Non solo. Ad aggravare la situazione ci sono anche i tagli apportati dal governo Cameron al budget della sanità (meno 20 miliardi di sterline entro il 2015) e ad altri settori del welfare, che si ripercuotono negativamente sull’assistenza sanitaria. Ha scritto di recente sul Guardian Simon Atkins, un medico di famiglia: “Un crescente numero di persone affolla i nostri ambulatori a causa delle politiche del governo. Questo ha tagliato in maniera spropositata i servizi per i poveri, gli anziani e i disabili e ogni giorno vedo persone che sono in grande difficoltà. A causa dei tagli, è stato chiuso nel nostro quartiere un Centro diurno che dava supporto e possibilità di compagnia a tante persone”.
Fin qui la situazione del Regno Unito. Vediamo adesso quello dellaSpagna. Il paese iberico ha adottato un modello universalistico molto simile al nostro nel 1986, con la Ley general de sanidad(Istituzione del servizio sanitario nazionale). Una delle caratteristiche fondamentali del sistema sanitario spagnolo – e in generale dell’amministrazione pubblica – è il suo decentramento. Le 17 Regioni godono di una grande autonomia rispetto al governo centrale. La stessa riforma sanitaria dell’86 è stata applicata gradualmente nelle varie realtà regionali. Prima sono partite la Catalogna e l’Andalusia, poi Paesi Baschi e Valencia e, solo nel 2002, la riforma è entrata in vigore in tutta la Spagna.

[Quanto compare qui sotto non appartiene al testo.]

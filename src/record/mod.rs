//! Record Model
//!
//! Typed field values, record kinds (schemas) and the records stored in caches.
//!
//! ## Core Concepts
//! - **`Value`**: An integer or string field value; also used as primary key and index key.
//! - **`RecordKind`**: The declared fields of one cache, including which field is the primary key.
//! - **`Entity`**: Bridges plain Rust structs (`Organization`, `Person`) to generic `Record`s.

pub mod entity;
pub mod types;

pub use entity::{Entity, Organization, Person};
pub use types::{FieldDef, FieldType, Record, RecordKind, Value};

Un altro aspetto specifico dell’autonomia regionale riguarda il finanziamento del sistema sanitario. I fondi statali arrivano alle Comunità autonome senza una finalizzazione per singoli capitoli di spesa: sono le Comunità stesse a stabilire l’entità delle risorse da destinare al settore sanitario, determinando rilevanti differenze regionali nella spesa sanitaria pubblica (la spesa della Navarra è del 40 per cento superiore a quella della Comunità Valenciana). Fino a non poco tempo fa il sistema spagnolo era considerato un modello di successo, con una spesa tra le più basse nei paesi Ocse (paragonabile a quella italiana). Poi è arrivata la crisi del debito e la Spagna ha subito pesantissime conseguenze economico finanziarie, con una drammatica recessione e un elevatissimo tasso di disoccupazione.

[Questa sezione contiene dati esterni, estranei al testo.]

//! Cache Registry
//!
//! Maps cache names to their `RecordStore`s. Caches are created once (get-or-create)
//! and live as long as the registry. Replication mode and backup count are kept as
//! metadata for placement reporting; they do not change how data is stored.

use super::types::*;
use crate::error::{GridError, GridResult};
use crate::record::{Entity, Value};
use crate::storage::{NodeId, PartitionManager, RecordStore, TypedCache};

use anyhow::Result;
use dashmap::DashMap;
use dashmap::mapref::entry::Entry;
use std::path::Path;
use std::sync::Arc;

struct CacheEntry {
    config: CacheConfig,
    store: Arc<RecordStore>,
}

/// Named collection of caches owned by one local node.
pub struct CacheRegistry {
    node_id: NodeId,
    partitioner: Arc<PartitionManager>,
    caches: DashMap<String, CacheEntry>,
}

impl CacheRegistry {
    /// Creates a new, empty registry for a freshly identified local node.
    pub fn new() -> Arc<Self> {
        let node_id = NodeId::new();
        Arc::new(Self {
            partitioner: Arc::new(PartitionManager::new(node_id.clone())),
            node_id,
            caches: DashMap::new(),
        })
    }

    pub fn node_id(&self) -> &NodeId {
        &self.node_id
    }

    /// Returns the cache named `config.name`, creating it if needed.
    ///
    /// A new cache gets every index in `config.indexes` declared before it becomes
    /// visible. An existing cache is returned as is.
    ///
    /// # Errors
    /// * `TypeMismatch` if a cache with that name exists with a different record kind.
    /// * `DuplicateIndex` / `UnknownField` if `config.indexes` is invalid.
    pub fn get_or_create(&self, config: CacheConfig) -> GridResult<Arc<RecordStore>> {
        match self.caches.entry(config.name.clone()) {
            Entry::Occupied(existing) => {
                let entry = existing.get();
                if entry.config.kind != config.kind {
                    return Err(GridError::mismatch(
                        format!("cache '{}' of kind {}", config.name, entry.config.kind.name),
                        config.kind.name.clone(),
                    ));
                }
                if entry.config.mode != config.mode || entry.config.backups != config.backups {
                    tracing::warn!(
                        "Cache {} already exists as {:?} with {} backups; keeping it",
                        config.name,
                        entry.config.mode,
                        entry.config.backups
                    );
                }
                Ok(entry.store.clone())
            }
            Entry::Vacant(slot) => {
                let store = Arc::new(RecordStore::new(
                    &config.name,
                    config.kind.clone(),
                    self.partitioner.clone(),
                ));
                for field in &config.indexes {
                    store.declare_index(field)?;
                }

                tracing::info!(
                    "Created cache {} ({}, {:?}, backups={}, indexes={:?})",
                    config.name,
                    config.kind.name,
                    config.mode,
                    config.backups,
                    config.indexes
                );
                slot.insert(CacheEntry {
                    config,
                    store: store.clone(),
                });
                Ok(store)
            }
        }
    }

    /// Typed variant of [`get_or_create`](Self::get_or_create). `config.kind` is
    /// replaced by `E`'s kind.
    pub fn get_or_create_typed<E: Entity>(&self, config: CacheConfig) -> GridResult<TypedCache<E>> {
        let config = CacheConfig {
            kind: E::kind(),
            ..config
        };
        TypedCache::new(self.get_or_create(config)?)
    }

    pub fn cache(&self, name: &str) -> GridResult<Arc<RecordStore>> {
        self.caches
            .get(name)
            .map(|entry| entry.store.clone())
            .ok_or_else(|| GridError::UnknownCache(name.to_string()))
    }

    pub fn typed<E: Entity>(&self, name: &str) -> GridResult<TypedCache<E>> {
        TypedCache::new(self.cache(name)?)
    }

    pub fn has_cache(&self, name: &str) -> bool {
        self.caches.contains_key(name)
    }

    pub fn info(&self, name: &str) -> GridResult<CacheInfo> {
        self.caches
            .get(name)
            .map(|entry| describe(&entry))
            .ok_or_else(|| GridError::UnknownCache(name.to_string()))
    }

    /// Metadata of every cache, sorted by name.
    pub fn list(&self) -> Vec<CacheInfo> {
        let mut infos: Vec<CacheInfo> = self.caches.iter().map(|entry| describe(&entry)).collect();
        infos.sort_by(|a, b| a.name.cmp(&b.name));
        infos
    }

    /// Nodes that would own `key` in cache `name`, primary first.
    pub fn owners(&self, name: &str, key: &Value) -> GridResult<Vec<NodeId>> {
        let entry = self
            .caches
            .get(name)
            .ok_or_else(|| GridError::UnknownCache(name.to_string()))?;
        let partition = self.partitioner.get_partition(key);
        Ok(self
            .partitioner
            .get_owners(partition, entry.config.mode, entry.config.backups))
    }

    pub fn snapshot(&self) -> RegistrySnapshot {
        let mut caches: Vec<CacheSnapshot> = self
            .caches
            .iter()
            .map(|entry| CacheSnapshot {
                info: describe(&entry),
                records: entry.store.scan().map(|(_, record)| record).collect(),
            })
            .collect();
        caches.sort_by(|a, b| a.info.name.cmp(&b.info.name));

        RegistrySnapshot {
            node_id: self.node_id.clone(),
            caches,
        }
    }

    /// Writes [`snapshot`](Self::snapshot) to `path` as pretty-printed JSON.
    pub fn write_snapshot(&self, path: &Path) -> Result<()> {
        let snapshot = self.snapshot();
        let json = serde_json::to_string_pretty(&snapshot)?;
        std::fs::write(path, json)?;
        tracing::info!(
            "Wrote snapshot of {} caches to {}",
            snapshot.caches.len(),
            path.display()
        );
        Ok(())
    }

    pub fn cache_count(&self) -> usize {
        self.caches.len()
    }
}

fn describe(entry: &CacheEntry) -> CacheInfo {
    CacheInfo {
        name: entry.config.name.clone(),
        kind: entry.config.kind.name.clone(),
        mode: entry.config.mode,
        backups: entry.config.backups,
        size: entry.store.len(),
        indexes: entry.store.indexed_fields(),
        partitions: entry.store.local_partition_count(),
    }
}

La ricetta per far fronte alla crisi ha coinvolto pesantemente proprio il settore sanitario. Con un Decreto reale approvato nell’aprile 2012 sono state adottate una serie di misure per ridurre la spesa sanitaria di 7 miliardi di euro: dall’aumento dei ticket (imposti anche ai pensionati, che fino ad allora erano rimasti esenti) a un considerevole taglio degli stipendi del personale sanitario (quasi il 20 per cento). Lo stesso valore simbolico del sistema universalistico è stato messo in discussione, mediante il passaggio a un sistema assicurativo basato sull’impiego (come quello esistente al tempo di Franco) e con il Decreto reale che stabilisce addirittura che gli utenti del Servizio sanitario siano denominati non più “cittadini”.
Ha scritto Martin McKee sul British Medical Journal, riferendosi alle riforme del governo Cameron (ma lo stesso ragionamento vale per quello che è successo in Spagna e potrebbe succedere anche in Italia): “La crisi economica ha offerto al governo l’opportunità che capita una sola volta nella vita. Come Naomi Klein ha descritto in molte differenti situazioni, quelli che si oppongono al welfare state non sprecano mai una buona crisi”.